MySQLmysql-clustersharding

Right now I have a MySQL database with a couple of tables with around 20MM rows each; This DB is located on a single server ( 4gb RAM, 60GB storage, 2 CPUs) each table size is 4gb +-, but my server storage is about 75%, and I'll need to upgrade the server.

Instead of growing vertically I want to grow horizontally, after reading about sharding, partitions and clusters i try the cluster solution, using MySQL cluster server.

I quote the MySQL Cluster docs

MySQL Cluster automatically shards (partitions) tables across nodes,
enabling databases to scale horizontally on low cost, commodity
hardware to serve read and write-intensive workloads, accessed both
from SQL and directly via NoSQL APIs.

My current setup is:

server-db0 - management 
server-db1 - SQL node
server-db2 - SQL node
server-db3 - Data node
server-db4 - Data node

Each server 2gb ram 2CPUs 40GB storage

My cluster config file is:

[ndbd default]
NoOfReplicas=2
DataMemory=750M
IndexMemory=200M

[tcp default]
portnumber=2202

[ndb_mgmd]
hostname=10.132.36.121
datadir=/var/lib/mysql-cluster

[ndbd]
hostname=10.132.36.251
datadir=/usr/local/mysql/data

[ndbd]
hostname=10.132.36.104
datadir=/usr/local/mysql/data

[mysqld]
hostname=10.132.36.112

[mysqld]
hostname=10.132.36.117

All is working as expected

-- NDB Cluster -- Management Client --
ndb_mgm> show
Connected to Management Server at: localhost:1186
Cluster Configuration
---------------------
[ndbd(NDB)] 2 node(s)
id=2    @10.132.36.251  (mysql-5.6.28 ndb-7.4.10, Nodegroup: 0, *)
id=3    @10.132.36.104  (mysql-5.6.28 ndb-7.4.10, Nodegroup: 0)

[ndb_mgmd(MGM)] 1 node(s)
id=1    @10.132.36.121  (mysql-5.6.28 ndb-7.4.10)

[mysqld(API)]   2 node(s)
id=4    @10.132.36.112  (mysql-5.6.28 ndb-7.4.10)
id=5    @10.132.36.117  (mysql-5.6.28 ndb-7.4.10)

Memory Usage

ndb_mgm> all report memory
Node 2: Data usage is 0%(68 32K pages of total 24000)
Node 2: Index usage is 0%(81 8K pages of total 25632)
Node 3: Data usage is 0%(68 32K pages of total 24000)
Node 3: Index usage is 0%(81 8K pages of total 25632)

In my tests, I saw that all the data is replicated on each SQL node I inserted 750K rows and the Data usage, and Index usage are the same on both servers.

My main question is

If my big table size is 4GB, I will need to upgrade my node servers to a bigger server with more RAM? For what I see this is not a horizontal growing, I'll still need bigger servers instead of more small servers.

I don't see the how this shards works, I missing something?

Would be great if you point me to the right path.

Thanks in advance.

Best Answer

NDB may be the right solution for you.

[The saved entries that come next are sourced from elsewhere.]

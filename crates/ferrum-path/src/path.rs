//! Textual paths with normalization that avoids the usual surprises
//!
//! Invariants maintained by [`LocalPath`]:
//! - empty stays empty (it is never rewritten to `.`)
//! - redundant separators and `.`/`..` segments collapse on construction
//! - a trailing separator is preserved (unless constructed with
//!   `keep_trailing_slash = false`), and is significant for equality
//! - joining strips leading separators from every segment after the first,
//!   so `join` never silently resets to the filesystem root

use std::fmt;
use std::fs;
use std::hash::{Hash, Hasher};
use std::io::Read;
use std::path::{Path, PathBuf};

use ferrum_core::Result;

/// Path separator. The supported platform family is Unix, as with the
/// process-spawning side of ferrum.
pub const SEP: char = '/';

/// A normalized textual path.
#[derive(Clone, Debug)]
pub struct LocalPath {
    inner: String,
    keep_trailing: bool,
}

fn normalize(raw: &str, keep_trailing: bool) -> String {
    if raw.is_empty() {
        return String::new();
    }
    let absolute = raw.starts_with(SEP);
    let trailing = keep_trailing && raw.ends_with(SEP);
    let mut stack: Vec<&str> = Vec::new();
    for part in raw.split(SEP) {
        match part {
            "" | "." => {}
            ".." => {
                if absolute {
                    stack.pop();
                } else if stack.is_empty() || stack.last() == Some(&"..") {
                    stack.push("..");
                } else {
                    stack.pop();
                }
            }
            other => stack.push(other),
        }
    }
    let mut out = if absolute {
        format!("{}{}", SEP, stack.join("/"))
    } else {
        stack.join("/")
    };
    if out.is_empty() {
        out.push('.');
    }
    if trailing && out != "/" {
        out.push(SEP);
    }
    out
}

impl LocalPath {
    /// Create a path, normalizing it and preserving any trailing slash.
    pub fn new(path: impl AsRef<str>) -> Self {
        Self::with_options(path, true)
    }

    /// Create a path, choosing whether a trailing slash survives
    /// normalization.
    pub fn with_options(path: impl AsRef<str>, keep_trailing_slash: bool) -> Self {
        Self {
            inner: normalize(path.as_ref(), keep_trailing_slash),
            keep_trailing: keep_trailing_slash,
        }
    }

    /// Build a sibling value carrying over the trailing-slash policy.
    pub(crate) fn like(&self, path: impl AsRef<str>) -> Self {
        Self::with_options(path, self.keep_trailing)
    }

    pub fn as_str(&self) -> &str {
        &self.inner
    }

    pub fn is_empty(&self) -> bool {
        self.inner.is_empty()
    }

    pub fn is_absolute(&self) -> bool {
        self.inner.starts_with(SEP)
    }

    pub fn is_relative(&self) -> bool {
        !self.is_absolute()
    }

    /// Join any number of path segments onto this path.
    ///
    /// Empty segments are dropped; leading separators on later segments are
    /// stripped rather than resetting the result to the root.
    pub fn join<I, S>(&self, bits: I) -> LocalPath
    where
        I: IntoIterator<Item = S>,
        S: AsRef<str>,
    {
        let good: Vec<String> = bits
            .into_iter()
            .map(|b| b.as_ref().to_string())
            .filter(|b| !b.is_empty())
            .collect();
        let (head, tail) = if !self.inner.is_empty() {
            (self.inner.clone(), &good[..])
        } else if !good.is_empty() {
            (good[0].clone(), &good[1..])
        } else {
            return self.like("");
        };
        let mut joined = head;
        for bit in tail {
            joined.push(SEP);
            joined.push_str(bit.trim_start_matches(SEP));
        }
        self.like(joined)
    }

    /// Go up `count` directories.
    pub fn up(&self, count: usize) -> LocalPath {
        self.join(["../".repeat(count)])
    }

    /// Parent directory (one step up).
    pub fn parent(&self) -> LocalPath {
        self.up(1)
    }

    /// The component after the last separator; empty for a trailing slash.
    pub fn basename(&self) -> &str {
        match self.inner.rfind(SEP) {
            Some(i) => &self.inner[i + 1..],
            None => &self.inner,
        }
    }

    /// Everything before the last separator, keeping the root slash.
    pub fn dirname(&self) -> LocalPath {
        let head = match self.inner.rfind(SEP) {
            Some(i) => &self.inner[..i],
            None => "",
        };
        if head.is_empty() && self.is_absolute() {
            return self.like("/");
        }
        self.like(head)
    }

    /// Absolute form of this path, resolved against the current directory.
    /// The empty path stays empty.
    pub fn abs(&self) -> Result<LocalPath> {
        if self.is_empty() || self.is_absolute() {
            return Ok(self.clone());
        }
        let cwd = std::env::current_dir()?;
        Ok(self
            .like(cwd.to_string_lossy())
            .join([self.inner.as_str()]))
    }

    /// Path components; an absolute path starts with a `/` component.
    pub fn split(&self) -> Vec<LocalPath> {
        let mut parts: Vec<LocalPath> = Vec::new();
        if self.is_absolute() {
            parts.push(self.like("/"));
        }
        parts.extend(
            self.inner
                .split(SEP)
                .filter(|p| !p.is_empty())
                .map(|p| self.like(p)),
        );
        parts
    }

    pub fn to_path_buf(&self) -> PathBuf {
        PathBuf::from(&self.inner)
    }

    pub fn exists(&self) -> bool {
        Path::new(&self.inner).exists()
    }

    pub fn is_dir(&self) -> bool {
        Path::new(&self.inner).is_dir()
    }

    pub fn is_file(&self) -> bool {
        Path::new(&self.inner).is_file()
    }

    /// Entries of this directory, or the path itself if it is a file.
    pub fn list(&self) -> Result<Vec<LocalPath>> {
        if self.is_file() {
            return Ok(vec![self.clone()]);
        }
        let mut entries: Vec<LocalPath> = Vec::new();
        for entry in fs::read_dir(&self.inner)? {
            let entry = entry?;
            entries.push(self.join([entry.file_name().to_string_lossy()]));
        }
        entries.sort();
        Ok(entries)
    }

    /// Contents of this file as a string.
    pub fn read(&self) -> Result<String> {
        Ok(fs::read_to_string(&self.inner)?)
    }

    /// Write data to this file, truncating it.
    pub fn write(&self, data: impl AsRef<[u8]>) -> Result<()> {
        fs::write(&self.inner, data)?;
        Ok(())
    }

    /// Open this path for reading.
    pub fn open(&self) -> Result<impl Read> {
        Ok(fs::File::open(&self.inner)?)
    }

    /// Create this directory (and parents); an existing directory is fine.
    pub fn mkdir(&self) -> Result<()> {
        fs::create_dir_all(&self.inner)?;
        Ok(())
    }

    /// Delete this path, recursively for directories. Missing paths are
    /// ignored.
    pub fn delete(&self) -> Result<()> {
        if !self.exists() {
            return Ok(());
        }
        if self.is_dir() {
            fs::remove_dir_all(&self.inner)?;
        } else {
            fs::remove_file(&self.inner)?;
        }
        Ok(())
    }

    /// Move this path to `dest`, replacing it when `force` is set.
    pub fn move_to(&self, dest: impl Into<LocalPath>, force: bool) -> Result<LocalPath> {
        let dest = dest.into();
        if force {
            dest.delete()?;
        }
        match fs::rename(&self.inner, dest.as_str()) {
            Ok(()) => {}
            Err(e) if e.raw_os_error() == Some(nix::errno::Errno::EXDEV as i32) => {
                self.copy_to(dest.clone(), false)?;
                self.delete()?;
            }
            Err(e) => return Err(e.into()),
        }
        Ok(dest)
    }

    /// Copy this path to `dest`, recursively for directories.
    pub fn copy_to(&self, dest: impl Into<LocalPath>, force: bool) -> Result<LocalPath> {
        let dest = dest.into();
        if force {
            dest.delete()?;
        }
        if self.is_dir() {
            dest.mkdir()?;
            for entry in fs::read_dir(&self.inner)? {
                let entry = entry?;
                let name = entry.file_name();
                let name = name.to_string_lossy();
                self.join([name.as_ref()])
                    .copy_to(dest.join([name.as_ref()]), false)?;
            }
        } else {
            fs::copy(&self.inner, dest.as_str())?;
        }
        Ok(dest)
    }

    /// Rename the leaf component, keeping the parent directory.
    pub fn rename(&self, new_name: impl AsRef<str>) -> Result<LocalPath> {
        self.move_to(self.up(1).join([new_name.as_ref()]), false)
    }
}

impl fmt::Display for LocalPath {
    fn fmt(&self, f: &mut fmt::Formatter<'_>) -> fmt::Result {
        f.write_str(&self.inner)
    }
}

impl PartialEq for LocalPath {
    fn eq(&self, other: &Self) -> bool {
        self.inner == other.inner
    }
}

impl Eq for LocalPath {}

impl PartialEq<str> for LocalPath {
    fn eq(&self, other: &str) -> bool {
        self.inner == other
    }
}

impl PartialEq<&str> for LocalPath {
    fn eq(&self, other: &&str) -> bool {
        self.inner == *other
    }
}

impl PartialEq<String> for LocalPath {
    fn eq(&self, other: &String) -> bool {
        &self.inner == other
    }
}

impl Hash for LocalPath {
    fn hash<H: Hasher>(&self, state: &mut H) {
        self.inner.hash(state);
    }
}

impl PartialOrd for LocalPath {
    fn partial_cmp(&self, other: &Self) -> Option<std::cmp::Ordering> {
        Some(self.cmp(other))
    }
}

impl Ord for LocalPath {
    fn cmp(&self, other: &Self) -> std::cmp::Ordering {
        self.inner.cmp(&other.inner)
    }
}

impl AsRef<str> for LocalPath {
    fn as_ref(&self) -> &str {
        &self.inner
    }
}

impl AsRef<Path> for LocalPath {
    fn as_ref(&self) -> &Path {
        Path::new(&self.inner)
    }
}

impl From<&str> for LocalPath {
    fn from(s: &str) -> Self {
        LocalPath::new(s)
    }
}

impl From<String> for LocalPath {
    fn from(s: String) -> Self {
        LocalPath::new(s)
    }
}

impl From<&Path> for LocalPath {
    fn from(p: &Path) -> Self {
        LocalPath::new(p.to_string_lossy())
    }
}

impl From<PathBuf> for LocalPath {
    fn from(p: PathBuf) -> Self {
        LocalPath::new(p.to_string_lossy())
    }
}

impl From<&LocalPath> for LocalPath {
    fn from(p: &LocalPath) -> Self {
        p.clone()
    }
}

Or...

Sharding is splitting up the data -- some rows go here; some go there. NDB does sharding, and it also does redundancy. That is, the rows that are going 'here' can be put on 2 servers for redundancy. So think through whether you want both, and how many servers you want to put into the system.

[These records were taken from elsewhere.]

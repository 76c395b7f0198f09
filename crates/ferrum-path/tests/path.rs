//! Filesystem-backed tests for the path facade
//!
//! These exercise real metadata calls against a temporary directory.

use std::time::{Duration, SystemTime, UNIX_EPOCH};

use ferrum_path::LocalPath;
use tempfile::tempdir;

fn fixture() -> (tempfile::TempDir, LocalPath) {
    let tmp = tempdir().unwrap();
    let root = LocalPath::from(tmp.path());
    (tmp, root)
}

#[test]
fn write_read_roundtrip_and_size() {
    let (_tmp, root) = fixture();
    let file = root.join(["hello.txt"]);
    file.write("hello world").unwrap();
    assert_eq!(file.read().unwrap(), "hello world");
    assert_eq!(file.size().unwrap(), 11);
    assert!(file.is_file());
    assert!(!file.is_dir());
}

#[test]
fn mkdir_is_idempotent() {
    let (_tmp, root) = fixture();
    let dir = root.join(["a", "b", "c"]);
    dir.mkdir().unwrap();
    dir.mkdir().unwrap();
    assert!(dir.is_dir());
}

#[test]
fn list_returns_sorted_entries_and_self_for_files() {
    let (_tmp, root) = fixture();
    root.join(["b.txt"]).write("b").unwrap();
    root.join(["a.txt"]).write("a").unwrap();
    let names: Vec<String> = root
        .list()
        .unwrap()
        .iter()
        .map(|p| p.basename().to_string())
        .collect();
    assert_eq!(names, ["a.txt", "b.txt"]);

    let single = root.join(["a.txt"]);
    assert_eq!(single.list().unwrap(), vec![single.clone()]);
}

#[test]
fn list_fails_on_missing_directory() {
    let (_tmp, root) = fixture();
    assert!(root.join(["nope"]).list().is_err());
}

#[test]
fn glob_matches_under_root() {
    let (_tmp, root) = fixture();
    let sub = root.join(["sub"]);
    sub.mkdir().unwrap();
    sub.join(["one.py"]).write("").unwrap();
    sub.join(["two.py"]).write("").unwrap();
    sub.join(["three.txt"]).write("").unwrap();

    let matched = root.glob("*/*.py").unwrap();
    assert_eq!(matched.len(), 2);
    assert!(matched.iter().all(|p| p.basename().ends_with(".py")));
}

#[test]
fn walk_respects_filter_and_recurses() {
    let (_tmp, root) = fixture();
    root.join(["top.txt"]).write("").unwrap();
    let sub = root.join(["sub"]);
    sub.mkdir().unwrap();
    sub.join(["inner.txt"]).write("").unwrap();

    let everything = root.walk(|_| true).unwrap();
    let names: Vec<&str> = everything.iter().map(|p| p.basename()).collect();
    assert!(names.contains(&"top.txt"));
    assert!(names.contains(&"sub"));
    assert!(names.contains(&"inner.txt"));

    let only_files = root.walk(|p| !p.is_dir()).unwrap();
    assert!(only_files.iter().all(|p| p.is_file()));
    assert!(!only_files.iter().any(|p| p.basename() == "inner.txt"));
}

#[test]
fn move_copy_delete_roundtrip() {
    let (_tmp, root) = fixture();
    let a = root.join(["a.txt"]);
    a.write("payload").unwrap();

    let b = a.copy_to(root.join(["b.txt"]), false).unwrap();
    assert_eq!(b.read().unwrap(), "payload");
    assert!(a.exists());

    let c = b.move_to(root.join(["c.txt"]), false).unwrap();
    assert!(!root.join(["b.txt"]).exists());
    assert_eq!(c.read().unwrap(), "payload");

    c.delete().unwrap();
    assert!(!c.exists());
    // deleting again is fine
    c.delete().unwrap();
}

#[test]
fn copy_to_recurses_into_directories() {
    let (_tmp, root) = fixture();
    let src = root.join(["src"]);
    src.join(["nested"]).mkdir().unwrap();
    src.join(["nested", "f.txt"]).write("deep").unwrap();

    let dst = src.copy_to(root.join(["dst"]), false).unwrap();
    assert_eq!(dst.join(["nested", "f.txt"]).read().unwrap(), "deep");
}

#[test]
fn rename_changes_only_the_leaf() {
    let (_tmp, root) = fixture();
    let a = root.join(["old.txt"]);
    a.write("x").unwrap();
    let renamed = a.rename("new.txt").unwrap();
    assert_eq!(renamed.basename(), "new.txt");
    assert_eq!(renamed.dirname(), a.dirname());
    assert!(renamed.exists());
    assert!(!a.exists());
}

#[test]
fn links_point_back_to_the_original() {
    let (_tmp, root) = fixture();
    let target = root.join(["target.txt"]);
    target.write("linked").unwrap();

    let hard = target.hardlink(root.join(["hard.txt"]), false).unwrap();
    assert_eq!(hard.read().unwrap(), "linked");
    // force replaces an existing destination
    target.hardlink(root.join(["hard.txt"]), true).unwrap();

    let soft = target.symlink(root.join(["soft.txt"]), false).unwrap();
    assert!(soft.is_symlink());
    assert_eq!(soft.readlink().unwrap(), target);
    assert_eq!(soft.read().unwrap(), "linked");
}

#[test]
fn readlink_fails_on_regular_paths() {
    let (_tmp, root) = fixture();
    let plain = root.join(["plain.txt"]);
    plain.write("").unwrap();
    assert!(plain.readlink().is_err());
}

#[test]
fn touch_creates_and_stamps() {
    let (_tmp, root) = fixture();
    let f = root.join(["stamped"]);
    assert!(!f.exists());
    f.touch().unwrap();
    assert!(f.exists());

    let stamp = UNIX_EPOCH + Duration::from_secs(1970);
    f.touch_at(stamp, true, true).unwrap();
    assert_eq!(f.atime().unwrap(), stamp);
    assert_eq!(f.mtime().unwrap(), stamp);

    let newer = UNIX_EPOCH + Duration::from_secs(12_000);
    f.touch_at(newer, true, false).unwrap();
    assert_eq!(f.atime().unwrap(), newer);
    assert_eq!(f.mtime().unwrap(), stamp);

    f.touch().unwrap();
    assert!(f.mtime().unwrap() > stamp);
}

#[test]
fn mode_and_chmod() {
    let (_tmp, root) = fixture();
    let f = root.join(["perms"]);
    f.write("").unwrap();
    f.chmod(0o600, false).unwrap();
    assert_eq!(f.mode().unwrap(), 0o600);
    f.chmod(0o755, false).unwrap();
    assert_eq!(f.mode().unwrap(), 0o755);
}

#[test]
fn chmod_recursive_applies_to_children() {
    let (_tmp, root) = fixture();
    let dir = root.join(["tree"]);
    dir.mkdir().unwrap();
    let inner = dir.join(["f"]);
    inner.write("").unwrap();
    dir.chmod(0o700, true).unwrap();
    assert_eq!(inner.mode().unwrap(), 0o700);
}

#[test]
fn owner_and_group_resolve_to_names() {
    let (_tmp, root) = fixture();
    let f = root.join(["owned"]);
    f.write("").unwrap();

    let uid = nix::unistd::Uid::current();
    let expected = nix::unistd::User::from_uid(uid).unwrap().unwrap().name;
    assert_eq!(f.owner().unwrap(), expected);

    // a no-op chown to ourselves exercises the native call
    f.chown(Some(expected.as_str()), None, false).unwrap();
    f.set_owner(&uid.to_string()).unwrap();
    let _ = f.group().unwrap();
}

#[test]
fn mkfifo_creates_a_named_pipe() {
    let (_tmp, root) = fixture();
    let fifo = root.join(["pipe"]);
    fifo.mkfifo().unwrap();
    use std::os::unix::fs::FileTypeExt;
    assert!(fifo.lstat().unwrap().file_type().is_fifo());
}

#[test]
fn timestamps_are_readable() {
    let (_tmp, root) = fixture();
    let f = root.join(["times"]);
    f.write("").unwrap();
    let now = SystemTime::now();
    assert!(f.atime().unwrap() <= now + Duration::from_secs(5));
    assert!(f.mtime().unwrap() <= now + Duration::from_secs(5));
    assert!(f.ctime().unwrap() <= now + Duration::from_secs(5));
}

You have not mentioned anything about running out of CPU or I/O horsepower on your small machine. 16GB/1TB/8-core machines are about the minimum you can buy today; that give you a lot of growth over what you have.

Also, keep in mind that there is a lot of complexity in building and maintaining NDB. Plus code changes may be necessary.

"2gb ram 2CPUs 40GB" -- Do you run a junk yard?